Yes, you read that correctly: hatred. It is ill will of the most blackhearted sort, the kind that can make say: "Fuck you, blind worm. Fuck you, eyes-bleeding, to the lowest levels of hell. There is no God that can damn you with enough gravity to make you understand. There is no punishment agonizing enough for your ignorance, your cruelty, your selfishness." It is the thing that can leave you with more sympathy for those who actively attempted to kill you, then for such milquetoast suburban displays of "patriotism." It is the sort of thing to make you wonder: have we slipped that far down the slope? Are we really able to blame soldiers for their own deaths, for having had the gall to volunteer? Are we really able to sit around and calmly blame the media for exposing war crimes to the public eye? And if so: is there any point in trying to save us?

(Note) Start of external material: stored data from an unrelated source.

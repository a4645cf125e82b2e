use serde::{Deserialize, Serialize};
use serde_json::json;
use tracing::{debug, info};

use super::{arg, quote, task, token, TaskRequest};
use crate::belief::BeliefStore;
use crate::desire::DesireSet;
use crate::directory::Role;
use crate::error::SenseError;
use crate::execution::{ExecContext, HandlerRegistry, StepOutcome};
use crate::message::{ontology, Message, Performative};
use crate::plan::{Plan, PlanLibrary};
use crate::predicate::{goal, GoalPredicate};
use crate::sense::{SenseContext, SenseRule, SenseTable};

const SUGGESTIONS: &str = "suggestions_received";
const COMMENTS: &str = "comments_received";

/// Feedback that may trickle in while collecting.
const FEEDBACK_POOL: [(&str, &str); 5] = [
    (SUGGESTIONS, "Looks good!"),
    (SUGGESTIONS, "Could improve audio."),
    (COMMENTS, "Loved it!"),
    (COMMENTS, "What software did you use?"),
    (SUGGESTIONS, "Try a different hook."),
];

/// Body of an `inform` / `feedback-source` message.
#[derive(Debug, Clone, PartialEq, Eq, Serialize, Deserialize)]
pub struct FeedbackItem {
    pub kind: FeedbackKind,
    pub video_id: String,
    pub text: String,
}

#[derive(Debug, Clone, Copy, PartialEq, Eq, Serialize, Deserialize)]
#[serde(rename_all = "snake_case")]
pub enum FeedbackKind {
    Comment,
    Suggestion,
}

impl FeedbackKind {
    fn predicate(&self) -> &'static str {
        match self {
            FeedbackKind::Comment => COMMENTS,
            FeedbackKind::Suggestion => SUGGESTIONS,
        }
    }
}

pub fn plans() -> PlanLibrary {
    PlanLibrary::new()
        .with_plan(Plan::new("CollectFeedbackPlan", "collect_all_feedback").with_steps([
            "monitor_feedback_sources",
            "receive_suggestions",
            "receive_comments",
        ]))
        .with_plan(
            Plan::new("ConsolidateFeedbackPlan", "consolidate_feedback").with_steps([
                "gather_feedback_beliefs",
                "structure_feedback",
                "send_feedback_to_creator",
            ]),
        )
}

pub fn handlers() -> HandlerRegistry {
    let mut registry = HandlerRegistry::new();
    super::register(&mut registry, "collect_all_feedback", collect_all_feedback);
    super::register(&mut registry, "consolidate_feedback", consolidate_feedback);
    registry
}

pub fn sense() -> SenseTable {
    SenseTable::new()
        .with_rule(SenseRule::new(
            "task",
            Performative::Request,
            ontology::TASK_REQUEST,
            on_task,
        ))
        .with_rule(SenseRule::new(
            "feedback_source",
            Performative::Inform,
            ontology::FEEDBACK_SOURCE,
            on_feedback,
        ))
}

/// The feedback agent starts empty and reacts to requests.
pub fn seed(_beliefs: &mut BeliefStore, _desires: &mut DesireSet) {}

fn feedback_belief(kind: &str, video: &str, text: &str) -> String {
    goal(kind, [video.to_string(), format!("[{}]", quote(text))])
}

fn feedback_for<'b>(beliefs: &'b BeliefStore, video: &str) -> Vec<&'b str> {
    let suggestions = format!("{SUGGESTIONS}({video},");
    let comments = format!("{COMMENTS}({video},");
    beliefs
        .matching("")
        .filter(|b| b.content.starts_with(&suggestions) || b.content.starts_with(&comments))
        .map(|b| b.content.as_str())
        .collect()
}

fn collect_all_feedback(g: &GoalPredicate, ctx: &mut ExecContext<'_>) -> Result<StepOutcome, String> {
    let video = arg(g, 0)?;

    let arrival = ctx.tuning.feedback_arrival_probability;
    if ctx.chance(arrival) {
        if let Some((kind, text)) = ctx.pick(&FEEDBACK_POOL).copied() {
            let content = feedback_belief(kind, video, text);
            if ctx.beliefs.add(content.clone()) {
                debug!(agent_id = %ctx.agent, video, feedback = %content, "New feedback arrived");
            }
        }
    }

    let received = feedback_for(ctx.beliefs, video).len();
    if received < ctx.tuning.feedback_threshold {
        return Ok(StepOutcome::Pending);
    }

    ctx.desires.add(goal("consolidate_feedback", [video]), 1.0);
    info!(agent_id = %ctx.agent, video, received, "Enough feedback collected");
    Ok(StepOutcome::Achieved)
}

fn consolidate_feedback(g: &GoalPredicate, ctx: &mut ExecContext<'_>) -> Result<StepOutcome, String> {
    let video = arg(g, 0)?;
    let consolidated: Vec<String> = feedback_for(ctx.beliefs, video)
        .into_iter()
        .map(str::to_string)
        .collect();

    let to = ctx.address(Role::Creator);
    ctx.send(
        Message::new(to, Performative::Inform, ontology::VIDEO_ANALYSIS)
            .with_thread(format!("suggestions-{video}"))
            .with_json(&json!({
                "type": "feedback",
                "video_id": video,
                "feedback": consolidated,
            })),
    );
    info!(agent_id = %ctx.agent, video, items = consolidated.len(), "Sent consolidated feedback");
    Ok(StepOutcome::Achieved)
}

fn on_task(msg: &Message, ctx: &mut SenseContext<'_>) -> Result<(), SenseError> {
    let request: TaskRequest = msg.json_body()?;
    if request.task != task::GET_SUGGESTIONS {
        return Err(SenseError::UnknownTask(request.task));
    }
    let video = token(&request.video_id, "video_id")?;
    ctx.desires.add(goal("collect_all_feedback", [video]), 1.0);
    Ok(())
}

fn on_feedback(msg: &Message, ctx: &mut SenseContext<'_>) -> Result<(), SenseError> {
    let item: FeedbackItem = msg.json_body()?;
    let video = token(&item.video_id, "video_id")?;
    ctx.beliefs
        .add(feedback_belief(item.kind.predicate(), video, &item.text));
    Ok(())
}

To conclude: no. No, I no longer watch war movies. There is no need. It is an experience that makes me pity the ones still living through it, the ones who don't even know what they're losing by being there. I didn't even know, until I came back. But now that I think about it, I look across the ocean now and see the people who, even now, root for the next war before either of the first two are finished.
And I say to those people: keep your war movies. Keep them, and I sincerely hope that you choke. That you can regard such endeavors as entertainment marks you as less than human.